How to clean up a site with massively duplicated question categories?

How to clean up a site with massively duplicated question categories?

by Visvanath Ratnaweera -
Number of replies: 21
Picture of Particularly helpful Moodlers Picture of Translators

Hi all

I am faced with the question on how to clean up a site with massively duplicated question categories. I am talking of about 400 courses with the number of questions varying from 500 to 9,500! Almost all courses have duplicate question categories. A screenshot from one of the worst courses is attached.

I can't figure out how this happened. This has been happening over years, I believe, at every semester roll-out. The teachers have "template" courses, kind originals from which they pull resources including quizzes to the running courses around with the Sharing cart. Every teacher owns a course category (Manager role) and can duplicate courses at will. The group leaders are Managers of the parent category where there are other "template" courses with resources and question categories - the originals of those multiplied question categories. The teachers run multiple classes for the same/related subjects and share the same pool of question categories. Yeah, the same "test" is being run with random questions every time.

Now my question is how do I clean up this mess? The automated course backups (on PHP CLI) started failing for the bigger courses and their number goes up on a weekly basis.

Even drastic measures like a start with a completely new site, new 4.5 LTS, at the beginning of the next academic year and to leave this site, 4.1 LTS, as an archive, are possible. But a) the new begin is with course backup/restore is pointless, if they carry the mess forward. b) even if we start with "lean" courses, it is pointless, if this growth continues there.

I tend towards that solution, even to the point of investing on manual migration, provided we stop this growth in the new site.

Current site: Moodle 4.1 LTS, always latest update. PHP had been 7.4 until end of December 2024, now running 8.1. MariaDB has been upgraded from 10.4 to 10.11 also in December. 

I am aware of the many running discussions on similar problems and some notable tracker issues. Still prefer to make a new start without mixing up with those cases.

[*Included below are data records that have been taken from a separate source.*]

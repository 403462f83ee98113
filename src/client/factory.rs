use crate::auth::{AuthManager, BearerAuthManager};
use crate::client::{AssistantsClient, AssistantsClientImpl, AssistantsConfig};
use crate::errors::{AssistantsResult, ConfigurationError};
use crate::transport::{HttpTransport, ReqwestTransport};
use std::sync::Arc;
use tracing::debug;

pub struct AssistantsClientBuilder {
    config: Option<AssistantsConfig>,
    transport: Option<Arc<dyn HttpTransport>>,
    auth_manager: Option<Arc<dyn AuthManager>>,
}

impl AssistantsClientBuilder {
    pub fn new() -> Self {
        Self {
            config: None,
            transport: None,
            auth_manager: None,
        }
    }

    pub fn with_config(mut self, config: AssistantsConfig) -> Self {
        self.config = Some(config);
        self
    }

    pub fn with_api_key(mut self, api_key: impl Into<String>) -> Self {
        self.config = Some(AssistantsConfig::new(api_key));
        self
    }

    /// Loads the configuration from `OPENAI_*` environment variables.
    pub fn from_env(self) -> AssistantsResult<Self> {
        Ok(self.with_config(AssistantsConfig::from_env()?))
    }

    pub fn with_transport(mut self, transport: Arc<dyn HttpTransport>) -> Self {
        self.transport = Some(transport);
        self
    }

    pub fn with_auth_manager(mut self, auth_manager: Arc<dyn AuthManager>) -> Self {
        self.auth_manager = Some(auth_manager);
        self
    }

    /// Validates the configuration and wires up the client.
    ///
    /// Missing collaborators default to [`ReqwestTransport`] and
    /// [`BearerAuthManager`].
    pub fn build(self) -> AssistantsResult<Arc<dyn AssistantsClient>> {
        let config = self.config.ok_or_else(|| {
            ConfigurationError::MissingApiKey("API key must be provided".to_string())
        })?;
        config.validate()?;

        let transport: Arc<dyn HttpTransport> = match self.transport {
            Some(transport) => transport,
            None => Arc::new(ReqwestTransport::new(&config)?),
        };

        let auth_manager: Arc<dyn AuthManager> = match self.auth_manager {
            Some(auth_manager) => auth_manager,
            None => Arc::new(BearerAuthManager::new(&config)),
        };
        auth_manager.validate()?;

        debug!(base_url = %config.base_url, api_version = %config.api_version, "assistants client built");

        Ok(Arc::new(AssistantsClientImpl::new(
            config,
            transport,
            auth_manager,
        )))
    }
}

impl Default for AssistantsClientBuilder {
    fn default() -> Self {
        Self::new()
    }
}
use crate::auth::AuthManager;
use crate::client::{AssistantsConfig, ResourcePath};
use crate::errors::{AssistantsError, AssistantsResult};
use crate::transport::{HttpResponse, HttpTransport, RequestBuilder, ResponseParser};
use crate::types::JsonObject;
use bytes::Bytes;
use http::{Method, StatusCode};
use serde::de::DeserializeOwned;
use serde::Serialize;
use std::sync::Arc;
use tracing::{debug, instrument, warn};

/// Generic CRUD over [`ResourcePath`]s.
///
/// Every resource operation in the crate funnels through [`exchange`]:
/// resolve the URL, attach headers, send, and check the status against the
/// single code the operation accepts. Services only choose the path, the
/// payload and the shape to decode.
///
/// [`exchange`]: ResourceClient::exchange
#[derive(Clone)]
pub struct ResourceClient {
    config: Arc<AssistantsConfig>,
    transport: Arc<dyn HttpTransport>,
    auth_manager: Arc<dyn AuthManager>,
}

impl ResourceClient {
    pub fn new(
        config: Arc<AssistantsConfig>,
        transport: Arc<dyn HttpTransport>,
        auth_manager: Arc<dyn AuthManager>,
    ) -> Self {
        Self {
            config,
            transport,
            auth_manager,
        }
    }

    pub fn config(&self) -> &AssistantsConfig {
        &self.config
    }

    /// POST `payload` and decode the 200 body as `R`.
    pub async fn create<B, R>(&self, path: &ResourcePath, payload: &B) -> AssistantsResult<R>
    where
        B: Serialize + ?Sized,
        R: DeserializeOwned,
    {
        let body = encode(payload)?;
        let response = self
            .exchange(Method::POST, path, Some(body), StatusCode::OK)
            .await?;
        decode(path, &response)
    }

    /// GET a collection. The body must be a JSON object; its members are not
    /// interpreted.
    pub async fn list(&self, path: &ResourcePath) -> AssistantsResult<JsonObject> {
        let response = self
            .exchange(Method::GET, path, None, StatusCode::OK)
            .await?;
        ResponseParser::parse_object(&response.body).map_err(|err| {
            warn!(path = %path, error = %err, "collection body is not a JSON object");
            err
        })
    }

    pub async fn get<R>(&self, path: &ResourcePath) -> AssistantsResult<R>
    where
        R: DeserializeOwned,
    {
        let response = self
            .exchange(Method::GET, path, None, StatusCode::OK)
            .await?;
        decode(path, &response)
    }

    /// PATCH `payload` and decode the 200 body as `R`.
    pub async fn modify<B, R>(&self, path: &ResourcePath, payload: &B) -> AssistantsResult<R>
    where
        B: Serialize + ?Sized,
        R: DeserializeOwned,
    {
        let body = encode(payload)?;
        let response = self
            .exchange(Method::PATCH, path, Some(body), StatusCode::OK)
            .await?;
        decode(path, &response)
    }

    /// DELETE, succeeding only on 204. The body is never read.
    pub async fn delete(&self, path: &ResourcePath) -> AssistantsResult<()> {
        self.exchange(Method::DELETE, path, None, StatusCode::NO_CONTENT)
            .await
            .map(|_| ())
    }

    /// Sends one request and returns the response only if its status is
    /// exactly `expected`.
    #[instrument(
        skip_all,
        fields(method = %method, kind = %path.kind(), path = %path, expected = expected.as_u16())
    )]
    pub async fn exchange(
        &self,
        method: Method,
        path: &ResourcePath,
        body: Option<Bytes>,
        expected: StatusCode,
    ) -> AssistantsResult<HttpResponse> {
        let url = self.config.resource_url(path)?;

        let mut builder = RequestBuilder::new(method, url);
        for (name, value) in &self.config.custom_headers {
            builder = builder.header(name, value)?;
        }
        self.auth_manager.apply_auth(builder.headers_mut()).await?;
        if let Some(body) = body {
            builder = builder.json_body(body);
        }

        let request = builder.build();
        debug!(url = %request.url, has_body = request.body.is_some(), "sending request");

        let response = self.transport.send(request).await.map_err(|err| {
            warn!(error = %err, kind = err.kind(), "request failed before a response arrived");
            err
        })?;

        debug!(status = response.status.as_u16(), bytes = response.body.len(), "received response");

        ResponseParser::expect_status(response, expected).map_err(|err| {
            warn!(
                status = err.status_code(),
                error = %err,
                "unexpected response status"
            );
            err
        })
    }
}

impl std::fmt::Debug for ResourceClient {
    fn fmt(&self, f: &mut std::fmt::Formatter<'_>) -> std::fmt::Result {
        f.debug_struct("ResourceClient")
            .field("config", &self.config)
            .finish_non_exhaustive()
    }
}

fn encode<B: Serialize + ?Sized>(payload: &B) -> AssistantsResult<Bytes> {
    serde_json::to_vec(payload)
        .map(Bytes::from)
        .map_err(AssistantsError::encoding)
}

fn decode<R: DeserializeOwned>(path: &ResourcePath, response: &HttpResponse) -> AssistantsResult<R> {
    ResponseParser::parse_json(&response.body).map_err(|err| {
        warn!(path = %path, error = %err, "response body does not match the expected shape");
        err
    })
}
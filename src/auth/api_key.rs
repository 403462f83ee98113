use crate::auth::AuthProvider;
use crate::errors::{AssistantsResult, ConfigurationError};
use async_trait::async_trait;
use http::header::AUTHORIZATION;
use http::{HeaderMap, HeaderValue};
use secrecy::{ExposeSecret, SecretString};

/// Bearer token provider backed by a static API key.
pub struct ApiKeyProvider {
    api_key: SecretString,
}

impl ApiKeyProvider {
    pub fn new(api_key: impl Into<String>) -> Self {
        Self {
            api_key: SecretString::new(api_key.into()),
        }
    }

    pub fn from_secret(api_key: SecretString) -> Self {
        Self { api_key }
    }

    /// Validates the API key format
    pub fn validate(&self) -> AssistantsResult<()> {
        let key = self.api_key.expose_secret();

        if key.trim().is_empty() {
            return Err(ConfigurationError::MissingApiKey("API key is empty".to_string()).into());
        }

        if !Self::validate_key_format(key) {
            return Err(ConfigurationError::InvalidApiKeyFormat(
                "API key must not contain whitespace or control characters".to_string(),
            )
            .into());
        }

        Ok(())
    }

    fn validate_key_format(key: &str) -> bool {
        !key.is_empty() && !key.chars().any(|c| c.is_whitespace() || c.is_control())
    }

    fn header_value(&self) -> AssistantsResult<HeaderValue> {
        let mut value = HeaderValue::from_str(&format!("Bearer {}", self.api_key.expose_secret()))
            .map_err(|_| {
                ConfigurationError::InvalidApiKeyFormat(
                    "API key cannot be used in an Authorization header".to_string(),
                )
            })?;
        value.set_sensitive(true);
        Ok(value)
    }
}

#[async_trait]
impl AuthProvider for ApiKeyProvider {
    async fn authenticate(&self, headers: &mut HeaderMap) -> AssistantsResult<()> {
        headers.insert(AUTHORIZATION, self.header_value()?);
        Ok(())
    }

    fn is_valid(&self) -> bool {
        Self::validate_key_format(self.api_key.expose_secret())
    }
}
use chrono::{DateTime, Utc};
use serde::{Deserialize, Serialize};
use std::collections::HashMap;
use std::fmt;

/// Untyped JSON object, as returned by collection endpoints.
pub type JsonObject = serde_json::Map<String, serde_json::Value>;

/// Free-form string metadata attached to assistants, threads and messages.
pub type Metadata = HashMap<String, String>;

/// Category of entity exposed by the remote API.
#[derive(Debug, Clone, Copy, PartialEq, Eq, Hash, Serialize, Deserialize)]
#[serde(rename_all = "snake_case")]
pub enum ResourceKind {
    Assistant,
    Thread,
    Message,
}

impl ResourceKind {
    pub fn as_str(&self) -> &'static str {
        match self {
            ResourceKind::Assistant => "assistant",
            ResourceKind::Thread => "thread",
            ResourceKind::Message => "message",
        }
    }
}

impl fmt::Display for ResourceKind {
    fn fmt(&self, f: &mut fmt::Formatter<'_>) -> fmt::Result {
        f.write_str(self.as_str())
    }
}

/// Converts service-assigned Unix seconds to a calendar time for display.
///
/// Returns `None` for values outside the representable range.
pub fn unix_to_datetime(secs: i64) -> Option<DateTime<Utc>> {
    DateTime::from_timestamp(secs, 0)
}
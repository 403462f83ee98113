//! Test fixtures and sample data
//!
//! Sample bodies in the shapes the service sends, shared by unit tests.

mod assistant_fixtures;
mod thread_fixtures;

pub use assistant_fixtures::*;
pub use error_fixtures::*;
pub use thread_fixtures::*;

Attachment Screenshot_2025-02-03_21-43-04.png
Average of ratings: -
In reply to Visvanath Ratnaweera

Re: How to clean up a site with massively duplicated question categories?

by Visvanath Ratnaweera -
Picture of Particularly helpful Moodlers Picture of Translators
I was re-reading the forums on duplicating question categories and found these in one place, on a slide Tim presented in the MUA Town Hall on Moodle 4.6 and its quiz question sharing feature (attached to the post):
- MDL-41924 Minimise questions included with quiz backups (or duplication)
 
- MDL-38870 Questions duplicated during import/restores
 
- MDL-75854 Duplicate questions in system wide question bank after course restore into Moodle 4
 
- MDL-69306 Duplicated quiz uses the same questions from the question bank: can confuse teachers if they expect questions were copied too
 
I'm not saying that all are related to my issue. I'm trying to understand.
In reply to Visvanath Ratnaweera

Re: How to clean up a site with massively duplicated question categories?

by koen roggemans -
Picture of Core developers Picture of Documentation writers Picture of Moodle HQ Picture of Particularly helpful Moodlers Picture of Plugin developers Picture of Translators
Hi Visvanath,

You missed MDL-61267 Remaining data relating to qtype_random instances should be removed because the random question feature is now implemented differently
in your overview of things to check.

75% of the questions in my database were random questions - a data type that doesn't exist anymore in the 4.x branch of Moodle. One course had nearly 1M of them. Cleaning up these questions solved my problem. My server didn't crash, but backup and restore and duplicating quizes didn't work anymore for a lot of courses. That works now again.
Average of ratings: Useful (4)
In reply to koen roggemans

Re: How to clean up a site with massively duplicated question categories?

by Visvanath Ratnaweera -
Picture of Particularly helpful Moodlers Picture of Translators
Thanks Koen! That operation eliminated 12 k 'random' questions. No big relief compared to the total of 2 M questions we have. Still something.
In reply to koen roggemans

Re: How to clean up a site with massively duplicated question categories?

by Jerry Krop -
In my situation, this operation resulted in the deletion of 9 million questions. I initially believed this would resolve the issue; however, accessing the course question bank remains problematic. The loading time is excessively long, ultimately leading to a ‘time out’ error.
In reply to Jerry Krop

Re: How to clean up a site with massively duplicated question categories?

by Visvanath Ratnaweera -
Picture of Particularly helpful Moodlers Picture of Translators
That simply means that the cause of your problem is not the cause of my problem. I understand, you must be desperate. But entering this (wrong, closed) discussion from all sides will only confuse everybody. If you don't know, it is known as thread hijacking and frowned upon. Please start a new thread or message the moderator to split your thread as suggested here!
In reply to Jerry Krop

Re: How to clean up a site with massively duplicated question categories?

by Przemek Kaszubski -
Picture of Particularly helpful Moodlers Picture of Testers
What I've been doing with some of our problematic courses is to create trash quizzes and move categories with unused questions there - I'll be doing more of this as long as that option remains available (it will NOT be after the upgrade to Moodle 5 - cf. https://moodle.org/mod/forum/discuss.php?d=466039 and https://tracker.moodle.org/browse/MDL-84575 ).
Such operations slim down the course-level question bank and make it more usable.
My own approach to quizzes these days is - keep "shared question" to the necessary minimum. If there's a quiz that requires its own restrictive set of questions not to be shared with other quizzes, move these questions into the Quiz's local question bank.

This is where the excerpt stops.